About this task: Below are entries; copy exactly the lines from the one with "Menu not found" through the one with "Department not found", both included, and leave out the rest.

Dataset excerpts:
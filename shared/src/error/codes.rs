//! Unified error codes for the access engine
//!
//! Error codes are organized by category:
//! - 0xxx: General errors
//! - 2xxx: Permission errors
//! - 3xxx: Tenant errors
//! - 4xxx: Menu errors
//! - 5xxx: Department errors
//! - 6xxx: Role errors
//! - 7xxx: User errors
//! - 9xxx: System errors

use serde::{Deserialize, Serialize};
use std::fmt;

/// Unified error code enum
///
/// All error codes are represented as u16 values for efficient serialization
/// and cross-language compatibility.
#[derive(Debug, Clone, Copy, PartialEq, Eq, Hash, Serialize, Deserialize)]
#[serde(into = "u16", try_from = "u16")]
#[repr(u16)]
pub enum ErrorCode {
    // ==================== 0xxx: General ====================
    /// Validation failed (e.g. duplicate row ids)
    ValidationFailed = 2,

    // ==================== 2xxx: Permission ====================
    /// Permission denied
    PermissionDenied = 2001,
    /// Data scope policy on a role is not recognized
    InvalidScopePolicy = 2002,

    // ==================== 3xxx: Tenant ====================
    /// Tenant not found
    TenantNotFound = 3002,
    /// Row belongs to a different tenant than requested
    TenantMismatch = 3003,

    // ==================== 4xxx: Menu ====================
    /// Menu not found
    MenuNotFound = 4001,
    /// Menu row is malformed (e.g. button without permission code)
    MenuInvalid = 4002,
    /// Menu is still assigned to roles
    MenuInUse = 4003,
    /// Menu hierarchy contains a cycle
    MenuCycle = 4004,

    // ==================== 5xxx: Department ====================
    /// Department not found
    DeptNotFound = 5001,
    /// Department is still referenced by users or roles
    DeptInUse = 5002,
    /// Department hierarchy contains a cycle
    DeptCycle = 5003,

    // ==================== 6xxx: Role ====================
    /// Role not found
    RoleNotFound = 6001,

    // ==================== 7xxx: User ====================
    /// User not found
    UserNotFound = 7001,

    // ==================== 9xxx: System ====================
    /// Storage error
    DatabaseError = 9002,
    /// Tree exceeds configured size or depth limits
    LimitExceeded = 9006,
}

impl ErrorCode {
    /// Get the numeric code value
    #[inline]
    pub const fn code(&self) -> u16 {
        *self as u16
    }
}

impl From<ErrorCode> for u16 {
    #[inline]
    fn from(code: ErrorCode) -> Self {
        code.code()
    }
}

/// Error when converting from an invalid u16 to ErrorCode
#[derive(Debug, Clone, Copy, PartialEq, Eq)]
pub struct InvalidErrorCode(pub u16);

impl fmt::Display for InvalidErrorCode {
    fn fmt(&self, f: &mut fmt::Formatter<'_>) -> fmt::Result {
        write!(f, "invalid error code: {}", self.0)
    }
}

impl std::error::Error for InvalidErrorCode {}

impl TryFrom<u16> for ErrorCode {
    type Error = InvalidErrorCode;

    fn try_from(value: u16) -> Result<Self, Self::Error> {
        match value {
            // General
            2 => Ok(ErrorCode::ValidationFailed),

            // Permission
            2001 => Ok(ErrorCode::PermissionDenied),
            2002 => Ok(ErrorCode::InvalidScopePolicy),

            // Tenant
            3002 => Ok(ErrorCode::TenantNotFound),
            3003 => Ok(ErrorCode::TenantMismatch),

            // Menu
            4001 => Ok(ErrorCode::MenuNotFound),
            4002 => Ok(ErrorCode::MenuInvalid),
            4003 => Ok(ErrorCode::MenuInUse),
            4004 => Ok(ErrorCode::MenuCycle),

            // Department
            5001 => Ok(ErrorCode::DeptNotFound),
            5002 => Ok(ErrorCode::DeptInUse),
            5003 => Ok(ErrorCode::DeptCycle),

            // Role
            6001 => Ok(ErrorCode::RoleNotFound),

            // User
            7001 => Ok(ErrorCode::UserNotFound),

            // System
            9002 => Ok(ErrorCode::DatabaseError),
            9006 => Ok(ErrorCode::LimitExceeded),

            _ => Err(InvalidErrorCode(value)),
        }
    }
}

impl fmt::Display for ErrorCode {
    fn fmt(&self, f: &mut fmt::Formatter<'_>) -> fmt::Result {
        write!(f, "{}", self.code())
    }
}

Problem solution:
    /// Menu not found
    MenuNotFound = 4001,
    /// Menu row is malformed (e.g. button without permission code)
    MenuInvalid = 4002,
    /// Menu is still assigned to roles
    MenuInUse = 4003,
    /// Menu hierarchy contains a cycle
    MenuCycle = 4004,

    // ==================== 5xxx: Department ====================
    /// Department not found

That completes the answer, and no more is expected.